My role at Womply is that of a lead developer who gets to work on a wide variety of technologies. On any given day I might be automating our VM provisioning with Chef, writing an ETL process in Java/Scala or implementing some new feature using Ruby on Rails.
Cassandra and Spark
We use Cassandra for dashboards that allow merchants to analyze their revenue and compare it against merchant aggregates in their area and/or vertical.
We evaluated HBase pretty heavily but found that the operational demands imposed by it were much greater than Cassandra.
We are currently using Cassandra 2.0.8 in combination with Apache Spark 1.0. The revenue data we collect gets stored directly in Cassandra. From there we use Apache Spark to precompute and persist to Cassandra several time series aggregates with partition keys like category, city/state and nearest merchants.
Our revenue data needs to be aggregated into several different kinds of time series which is an excellent fit for Cassandra.

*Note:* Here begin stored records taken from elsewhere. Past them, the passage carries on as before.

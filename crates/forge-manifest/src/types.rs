//! Typed plugin manifest
//!
//! Wire names are fixed by the launcher: `pkgName`, `version`, `cmds` and an
//! optional `_metadata` block. Required fields are optional here so that a
//! manifest missing them still parses and the validator can report every
//! problem in one pass. Unknown keys land in `extra`.

use serde::{Deserialize, Deserializer, Serialize};
use std::collections::{BTreeMap, BTreeSet};
use std::fmt;

pub type ExtraFields = BTreeMap<String, serde_json::Value>;

/// Top-level plugin descriptor
#[derive(Debug, Clone, Default, PartialEq, Serialize, Deserialize)]
pub struct Manifest {
    #[serde(rename = "pkgName", default, skip_serializing_if = "Option::is_none")]
    pub package_name: Option<String>,

    #[serde(
        default,
        deserialize_with = "scalar_as_string",
        skip_serializing_if = "Option::is_none"
    )]
    pub version: Option<String>,

    #[serde(rename = "cmds", default)]
    pub commands: Vec<Command>,

    #[serde(rename = "_metadata", default, skip_serializing_if = "Option::is_none")]
    pub metadata: Option<Metadata>,

    #[serde(flatten)]
    pub extra: ExtraFields,
}

/// One invocable entry exposed by a plugin
#[derive(Debug, Clone, Default, PartialEq, Serialize, Deserialize)]
pub struct Command {
    #[serde(default)]
    pub name: String,

    #[serde(rename = "type", default, skip_serializing_if = "Option::is_none")]
    pub kind: Option<CommandKind>,

    #[serde(default, skip_serializing_if = "Option::is_none")]
    pub short: Option<String>,

    #[serde(default, skip_serializing_if = "Option::is_none")]
    pub long: Option<String>,

    #[serde(default, skip_serializing_if = "Option::is_none")]
    pub executable: Option<String>,

    #[serde(default, skip_serializing_if = "Vec::is_empty")]
    pub subcommands: Vec<Command>,

    #[serde(default, skip_serializing_if = "Vec::is_empty")]
    pub flags: Vec<Flag>,

    #[serde(flatten)]
    pub extra: ExtraFields,
}

/// Command type. Unrecognized strings are kept so validation can name them.
#[derive(Debug, Clone, PartialEq, Eq, Serialize, Deserialize)]
#[serde(from = "String", into = "String")]
pub enum CommandKind {
    Executable,
    Alias,
    Group,
    Unknown(String),
}

impl CommandKind {
    pub fn as_str(&self) -> &str {
        match self {
            CommandKind::Executable => "executable",
            CommandKind::Alias => "alias",
            CommandKind::Group => "group",
            CommandKind::Unknown(other) => other,
        }
    }
}

impl From<String> for CommandKind {
    fn from(value: String) -> Self {
        match value.as_str() {
            "executable" => CommandKind::Executable,
            "alias" => CommandKind::Alias,
            "group" => CommandKind::Group,
            _ => CommandKind::Unknown(value),
        }
    }
}

impl From<CommandKind> for String {
    fn from(kind: CommandKind) -> Self {
        kind.as_str().to_string()
    }
}

impl fmt::Display for CommandKind {
    fn fmt(&self, f: &mut fmt::Formatter<'_>) -> fmt::Result {
        f.write_str(self.as_str())
    }
}

#[derive(Debug, Clone, Default, PartialEq, Serialize, Deserialize)]
pub struct Flag {
    #[serde(default)]
    pub name: String,

    #[serde(default, skip_serializing_if = "Option::is_none")]
    pub short: Option<String>,

    #[serde(default, alias = "usage", skip_serializing_if = "Option::is_none")]
    pub description: Option<String>,

    #[serde(rename = "type", default, skip_serializing_if = "Option::is_none")]
    pub kind: Option<String>,

    #[serde(default, skip_serializing_if = "Option::is_none")]
    pub default: Option<serde_json::Value>,

    #[serde(default, skip_serializing_if = "std::ops::Not::not")]
    pub required: bool,

    #[serde(flatten)]
    pub extra: ExtraFields,
}

/// Optional descriptive block (`_metadata`)
#[derive(Debug, Clone, Default, PartialEq, Serialize, Deserialize)]
pub struct Metadata {
    #[serde(default, skip_serializing_if = "Option::is_none")]
    pub author: Option<String>,

    #[serde(default, skip_serializing_if = "Option::is_none")]
    pub license: Option<String>,

    #[serde(default, skip_serializing_if = "Option::is_none")]
    pub homepage: Option<String>,

    #[serde(default, skip_serializing_if = "Option::is_none")]
    pub repository: Option<String>,

    #[serde(default, skip_serializing_if = "BTreeSet::is_empty")]
    pub tags: BTreeSet<String>,

    #[serde(default, skip_serializing_if = "Option::is_none")]
    pub description: Option<String>,

    #[serde(flatten)]
    pub extra: ExtraFields,
}

fn non_empty(value: Option<&String>) -> Option<&str> {
    value.map(|s| s.trim()).filter(|s| !s.is_empty())
}

impl Manifest {
    /// `pkgName`, if present and non-blank
    pub fn name(&self) -> Option<&str> {
        non_empty(self.package_name.as_ref())
    }

    /// `version`, if present and non-blank
    pub fn version(&self) -> Option<&str> {
        non_empty(self.version.as_ref())
    }

    pub fn first_command(&self) -> Option<&Command> {
        self.commands.first()
    }

    pub fn author(&self) -> Option<&str> {
        self.metadata
            .as_ref()
            .and_then(|m| non_empty(m.author.as_ref()))
    }

    pub fn license(&self) -> Option<&str> {
        self.metadata
            .as_ref()
            .and_then(|m| non_empty(m.license.as_ref()))
    }

    pub fn homepage(&self) -> Option<&str> {
        self.metadata
            .as_ref()
            .and_then(|m| non_empty(m.homepage.as_ref()))
    }

    pub fn repository(&self) -> Option<&str> {
        self.metadata
            .as_ref()
            .and_then(|m| non_empty(m.repository.as_ref()))
    }

    pub fn tags(&self) -> impl Iterator<Item = &str> {
        self.metadata
            .iter()
            .flat_map(|m| m.tags.iter().map(String::as_str))
    }

    /// Description from `_metadata`, falling back to the first command's `short`
    pub fn description(&self) -> Option<&str> {
        self.metadata
            .as_ref()
            .and_then(|m| non_empty(m.description.as_ref()))
            .or_else(|| {
                self.first_command()
                    .and_then(|c| non_empty(c.short.as_ref()))
            })
    }
}

#[derive(Deserialize)]
#[serde(untagged)]
enum Scalar {
    Text(String),
    Integer(i64),
    Float(f64),
}

/// YAML happily reads `version: 1.2` as a float; keep it as text so the
/// validator reports it instead of the parser rejecting the whole file.
fn scalar_as_string<'de, D>(deserializer: D) -> Result<Option<String>, D::Error>
where
    D: Deserializer<'de>,
{
    let value: Option<Scalar> = Option::deserialize(deserializer)?;
    Ok(value.map(|scalar| match scalar {
        Scalar::Text(s) => s,
        Scalar::Integer(i) => i.to_string(),
        Scalar::Float(f) => f.to_string(),
    }))
}

#[cfg(test)]
mod tests {
    use super::*;

    #[test]
    fn test_command_kind_round_trip() {
        assert_eq!(CommandKind::from("group".to_string()), CommandKind::Group);
        assert_eq!(
            CommandKind::from("script".to_string()),
            CommandKind::Unknown("script".to_string())
        );
        assert_eq!(String::from(CommandKind::Alias), "alias");
    }

    #[test]
    fn test_description_falls_back_to_short() {
        let manifest = Manifest {
            commands: vec![Command {
                name: "demo".to_string(),
                short: Some("Run the demo".to_string()),
                ..Default::default()
            }],
            ..Default::default()
        };
        assert_eq!(manifest.description(), Some("Run the demo"));
    }

    #[test]
    fn test_blank_name_is_absent() {
        let manifest = Manifest {
            package_name: Some("   ".to_string()),
            ..Default::default()
        };
        assert_eq!(manifest.name(), None);
    }
}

Cassandra was a good fit with our product requirements; storing time series data is one of Cassandra’s sweet spots and is a core feature of our product.
It’s also relatively easy to manage from an operations perspective. On top of that, having no single point of failure (SPOF) is great, and it is easy to scale up/down. The Chef cookbook support is also beneficial.
Lastly, Cassandra is very affordable. Our cluster uses entirely open source software so there are no licensing fees to pay.
We have one Cassandra data center that also runs Spark locally on each node. Spark allows you to set max core and RAM usage thresholds so we’ve set max cores to half of the virtual cores on each EC2 instance. This has allowed us to run Spark jobs on the same nodes that also serve real-time queries from our web application with minimal performance degradation.
If you need to run massive parallel processing jobs consider using Spark instead of map reduce. Spark will allow you to write jobs more quickly that will run much faster. Also getting it installed and integrated with Cassandra is much easier/cheaper than Hadoop.
Our experience with the community has been really good. While setting up our initial proof of concept I found a bug in the Cassandra Hadoop input format. The patch I submitted was merged up to trunk within 24 hours and was included in a release a few days after that. We’ve also had similarly good experiences with other open source projects in the Cassandra orbit like Calliope and the Cassandra Chef cookbook.